[Goal of the exercise]
Within the records below, reproduce without change the lines from the line that has "#![allow(dead_code)]" through the line that has "any work starts.", and only those.

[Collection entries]
************
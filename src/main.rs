#![allow(dead_code)]

mod cli;
mod application;
mod domain;
mod data;
mod quiz;
mod infra;

use anyhow::Result;
use cli::Cli;
use clap::Parser;

fn main() -> Result<()> {
    tracing_subscriber::fmt()
        .with_env_filter(
            tracing_subscriber::EnvFilter::from_default_env()
                .add_directive("soal_gen=info".parse()?),
        )
        .init();

    let cli = Cli::parse();
    cli.run()
}
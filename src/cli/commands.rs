// ============================================================
// Layer 1 — CLI Commands and Arguments
// ============================================================
// Four subcommands covering one quiz's life cycle:
//
//   generate → edit (any number of times) → export / show
//
// The session file ties them together: `generate` writes it, the
// others read it. Question type and strategy are parsed with their
// FromStr impls, so a typo is rejected before any work starts.

use clap::{Args, Subcommand};
use std::path::PathBuf;

use crate::application::generate_use_case::GenerateConfig;
use crate::domain::question::QuestionType;
use crate::quiz::QuestionStrategy;

const DEFAULT_SESSION: &str = "quiz_session.json";

#[derive(Subcommand, Debug)]
pub enum Commands {
    /// Generate questions from a .docx / .pdf file or pasted text
    Generate(GenerateArgs),

    /// Override the answer of one question in a saved session
    Edit(EditArgs),

    /// Render a saved session as a printable PDF
    Export(ExportArgs),

    /// Print the questions of a saved session
    Show(ShowArgs),
}

#[derive(Args, Debug)]
pub struct GenerateArgs {
    /// Material to read (.docx or .pdf)
    #[arg(long, conflicts_with = "text", required_unless_present = "text")]
    pub file: Option<PathBuf>,

    /// Material given directly on the command line
    #[arg(long)]
    pub text: Option<String>,

    /// Maximum number of questions
    #[arg(long, default_value_t = 5)]
    pub count: usize,

    /// Question type: pg (multiple-choice) or essay
    #[arg(long = "type", default_value = "pg")]
    pub question_type: QuestionType,

    /// Generator family: concept or legacy
    #[arg(long, default_value = "concept")]
    pub strategy: QuestionStrategy,

    /// Seed for a reproducible quiz
    #[arg(long)]
    pub seed: Option<u64>,

    /// Where to save the generated session
    #[arg(long, default_value = DEFAULT_SESSION)]
    pub session: PathBuf,

    /// Also render the questions to this PDF
    #[arg(long)]
    pub export: Option<PathBuf>,

    /// Keep a copy of the material in this directory
    #[arg(long)]
    pub store_dir: Option<PathBuf>,
}

/// The application layer never sees clap types
impl From<&GenerateArgs> for GenerateConfig {
    fn from(a: &GenerateArgs) -> Self {
        GenerateConfig {
            count:         a.count,
            question_type: a.question_type,
            strategy:      a.strategy,
            seed:          a.seed,
        }
    }
}

#[derive(Args, Debug)]
pub struct EditArgs {
    #[arg(long, default_value = DEFAULT_SESSION)]
    pub session: PathBuf,

    /// Question number as shown by `show` (starting at 1)
    #[arg(long)]
    pub number: usize,

    /// The new answer
    #[arg(long)]
    pub answer: String,
}

#[derive(Args, Debug)]
pub struct ExportArgs {
    #[arg(long, default_value = DEFAULT_SESSION)]
    pub session: PathBuf,

    /// Output PDF path
    #[arg(long, default_value = "soal.pdf")]
    pub out: PathBuf,
}

#[derive(Args, Debug)]
pub struct ShowArgs {
    #[arg(long, default_value = DEFAULT_SESSION)]
    pub session: PathBuf,

    /// Print as JSON instead of plain text
    #[arg(long)]
    pub json: bool,
}
// ============================================================
// Layer 4 — Text Preprocessor
// ============================================================
// Cleans extracted text before sentence segmentation.
//
// What extraction leaves behind:
//   .docx → non-breaking spaces, zero-width spaces, tabs from tables
//   .pdf  → hard line breaks every ~80 chars, words hyphenated across
//           lines ("ling-\nkungan"), soft hyphens, form feeds between
//           pages, \r\n line endings
//
// Cleaning steps (applied in order):
//   1. Map odd whitespace / control characters to plain ones,
//      drop soft hyphens and zero-width characters
//   2. Re-join words hyphenated across a line break
//   3. Collapse runs of spaces and trim every line
//   4. Keep at most one blank line between paragraphs
//
// Single line breaks are kept: the segmenter folds them into
// spaces, while blank lines still mark paragraph boundaries.

pub struct Preprocessor;

impl Preprocessor {
    pub fn new() -> Self {
        Self
    }

    pub fn clean(&self, text: &str) -> String {
        let normalised = normalise_chars(text);
        let joined     = join_hyphenated_breaks(&normalised);

        let mut out   = String::with_capacity(joined.len());
        let mut blank = 0usize;

        for line in joined.lines() {
            let line = line.split_whitespace().collect::<Vec<_>>().join(" ");
            if line.is_empty() {
                blank += 1;
                continue;
            }
            if !out.is_empty() {
                out.push_str(if blank > 0 { "\n\n" } else { "\n" });
            }
            out.push_str(&line);
            blank = 0;
        }

        out
    }
}

impl Default for Preprocessor {
    fn default() -> Self {
        Self::new()
    }
}

fn normalise_chars(text: &str) -> String {
    text.replace("\r\n", "\n")
        .chars()
        .filter_map(|c| match c {
            // soft hyphen, zero-width space / joiners, BOM
            '\u{00AD}' | '\u{200B}' | '\u{200C}' | '\u{200D}' | '\u{FEFF}' => None,
            '\t' | '\u{00A0}' | '\u{2007}' | '\u{202F}' => Some(' '),
            // form feed between PDF pages → paragraph break
            '\u{000C}' => Some('\n'),
            '\r' => Some('\n'),
            c if c.is_control() && c != '\n' => Some(' '),
            c => Some(c),
        })
        .collect()
}

/// "ling-\nkungan" → "lingkungan". Only when a letter sits on both
/// sides, so list dashes and "- item" lines are left alone.
fn join_hyphenated_breaks(text: &str) -> String {
    let chars: Vec<char> = text.chars().collect();
    let mut out = String::with_capacity(text.len());
    let mut i   = 0usize;

    while i < chars.len() {
        if chars[i] == '-' && i > 0 && chars[i - 1].is_alphabetic() {
            let mut j = i + 1;
            while j < chars.len() && chars[j] == ' ' {
                j += 1;
            }
            if j < chars.len() && chars[j] == '\n' {
                let mut k = j + 1;
                while k < chars.len() && chars[k] == ' ' {
                    k += 1;
                }
                if k < chars.len() && chars[k].is_lowercase() {
                    i = k;
                    continue;
                }
            }
        }
        out.push(chars[i]);
        i += 1;
    }

    out
}
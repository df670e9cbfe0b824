// ============================================================
// Layer 4 — Sentence Segmenter
// ============================================================
// Splits cleaned document text into sentences.
//
// A boundary is:
//   - a run of . ! ? (plus closing quotes/brackets) followed by
//     whitespace or the end of the text
//   - a blank line (paragraph break, headings without a full stop)
//
// A period is NOT a boundary when:
//   - the word before it is a known abbreviation (dll. dsb. Dr. ...)
//   - the word before it is a single letter (initials: "A. Rahman")
//   - the next word starts with a lowercase letter
//
// Whitespace inside each sentence is collapsed to single spaces so
// line-wrapped PDF text reads as one line.

use std::collections::HashSet;

const ABBREVIATIONS: &[&str] = &[
    "dll", "dsb", "dst", "dkk", "dgn", "yth", "yg", "tsb", "hlm", "no", "nomor",
    "mis", "sdr", "bpk", "ibu", "dr", "drs", "prof", "ir", "st", "jl", "kab",
    "kec", "tel", "tgl", "vol", "ed", "cet", "etc", "vs", "al",
];

pub struct SentenceSegmenter {
    abbreviations: HashSet<&'static str>,
}

impl SentenceSegmenter {
    pub fn new() -> Self {
        Self {
            abbreviations: ABBREVIATIONS.iter().copied().collect(),
        }
    }

    /// Split `text` into trimmed, whitespace-collapsed sentences.
    /// Empty or whitespace-only text gives an empty Vec.
    pub fn split(&self, text: &str) -> Vec<String> {
        let chars: Vec<(usize, char)> = text.char_indices().collect();
        let mut sentences = Vec::new();
        let mut start = 0usize;
        let mut i     = 0usize;

        while i < chars.len() {
            let (pos, c) = chars[i];

            if c == '\n' && is_blank_line(&chars, i) {
                push_sentence(&mut sentences, &text[start..pos]);
                while i < chars.len() && chars[i].1.is_whitespace() {
                    i += 1;
                }
                start = chars.get(i).map_or(text.len(), |(p, _)| *p);
                continue;
            }

            if is_terminal(c) {
                let mut j = i + 1;
                while j < chars.len() && (is_terminal(chars[j].1) || is_closing(chars[j].1)) {
                    j += 1;
                }
                let end = chars.get(j).map_or(text.len(), |(p, _)| *p);
                let followed_by_space = j >= chars.len() || chars[j].1.is_whitespace();

                if followed_by_space && (c != '.' || self.period_ends_sentence(&text[start..pos], &chars[j..])) {
                    push_sentence(&mut sentences, &text[start..end]);
                    start = end;
                }
                i = j;
                continue;
            }

            i += 1;
        }

        push_sentence(&mut sentences, &text[start..]);
        sentences
    }

    /// `before` is the sentence so far (up to the period),
    /// `after` the characters following the terminal run.
    fn period_ends_sentence(&self, before: &str, after: &[(usize, char)]) -> bool {
        let last_word = before
            .split_whitespace()
            .next_back()
            .unwrap_or("")
            .trim_start_matches(|c: char| !c.is_alphanumeric())
            .to_lowercase();

        if self.abbreviations.contains(last_word.as_str()) {
            return false;
        }

        let mut letters = last_word.chars();
        if let (Some(c), None) = (letters.next(), letters.next()) {
            if c.is_alphabetic() {
                return false;
            }
        }

        let next_visible = after.iter().map(|(_, c)| *c).find(|c| !c.is_whitespace());
        !matches!(next_visible, Some(c) if c.is_lowercase())
    }
}

impl Default for SentenceSegmenter {
    fn default() -> Self {
        Self::new()
    }
}

fn is_terminal(c: char) -> bool {
    matches!(c, '.' | '!' | '?')
}

fn is_closing(c: char) -> bool {
    matches!(c, '"' | '\'' | ')' | ']' | '”' | '’')
}

/// True when the newline at `i` is followed by optional spaces and another newline.
fn is_blank_line(chars: &[(usize, char)], i: usize) -> bool {
    chars[i + 1..]
        .iter()
        .map(|(_, c)| *c)
        .find(|c| !(c.is_whitespace() && *c != '\n'))
        == Some('\n')
}

fn push_sentence(out: &mut Vec<String>, raw: &str) {
    let collapsed = raw.split_whitespace().collect::<Vec<_>>().join(" ");
    if !collapsed.is_empty() {
        out.push(collapsed);
    }
}

// ─── Unit Tests ───────────────────────────────────────────────────────────────
#[cfg(test)]
mod tests {
    use super::*;

    fn split(text: &str) -> Vec<String> {
        SentenceSegmenter::new().split(text)
    }

    #[test]
    fn test_basic_split() {
        let s = split("Banjir datang. Air naik! Apakah aman? Ya.");
        assert_eq!(s, vec!["Banjir datang.", "Air naik!", "Apakah aman?", "Ya."]);
    }

    #[test]
    fn test_abbreviation_is_not_boundary() {
        let s = split("Contohnya sungai, danau, dll. Semua berisi air.");
        assert_eq!(s.len(), 1);

        let s = split("Ditulis oleh Dr. Sutomo pada tahun itu. Buku terbit.");
        assert_eq!(s, vec!["Ditulis oleh Dr. Sutomo pada tahun itu.", "Buku terbit."]);
    }

    #[test]
    fn test_initials_and_decimals() {
        let s = split("Menurut A. Rahman nilai pH 6.5 cukup. Selesai.");
        assert_eq!(s, vec!["Menurut A. Rahman nilai pH 6.5 cukup.", "Selesai."]);
    }

    #[test]
    fn test_period_after_number_ends_sentence() {
        let s = split("Jumlah sungai besar ada 5. Kemudian airnya bermuara ke laut.");
        assert_eq!(s, vec!["Jumlah sungai besar ada 5.", "Kemudian airnya bermuara ke laut."]);
    }

    #[test]
    fn test_lowercase_continuation() {
        let s = split("Tekanan 2 atm. lalu turun. Selesai.");
        assert_eq!(s, vec!["Tekanan 2 atm. lalu turun.", "Selesai."]);
    }

    #[test]
    fn test_blank_line_is_boundary() {
        let s = split("BAB I PENDAHULUAN\n\nAir adalah sumber kehidupan.");
        assert_eq!(s, vec!["BAB I PENDAHULUAN", "Air adalah sumber kehidupan."]);
    }

    #[test]
    fn test_wrapped_lines_are_joined() {
        let s = split("Drainase berfungsi\nmengalirkan air.");
        assert_eq!(s, vec!["Drainase berfungsi mengalirkan air."]);
    }

    #[test]
    fn test_closing_quote_stays_with_sentence() {
        let s = split("Ia berkata \"Cukup.\" Lalu pergi.");
        assert_eq!(s, vec!["Ia berkata \"Cukup.\"", "Lalu pergi."]);
    }

    #[test]
    fn test_empty_and_whitespace() {
        assert!(split("").is_empty());
        assert!(split("   \n\n  ").is_empty());
    }

    #[test]
    fn test_no_terminal_punctuation() {
        assert_eq!(split("tanpa titik di akhir"), vec!["tanpa titik di akhir"]);
    }
}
************
[Output of the task]
#![allow(dead_code)]

mod cli;
mod application;
mod domain;
mod data;
mod quiz;
mod infra;

use anyhow::Result;
use cli::Cli;
use clap::Parser;

fn main() -> Result<()> {
    tracing_subscriber::fmt()
        .with_env_filter(
            tracing_subscriber::EnvFilter::from_default_env()
                .add_directive("soal_gen=info".parse()?),
        )
        .init();

    let cli = Cli::parse();
    cli.run()
}
filename src/cli/commands.rs
// ============================================================
// Layer 1 — CLI Commands and Arguments
// ============================================================
// Four subcommands covering one quiz's life cycle:
//
//   generate → edit (any number of times) → export / show
//
// The session file ties them together: `generate` writes it, the
// others read it. Question type and strategy are parsed with their
// FromStr impls, so a typo is rejected before any work starts.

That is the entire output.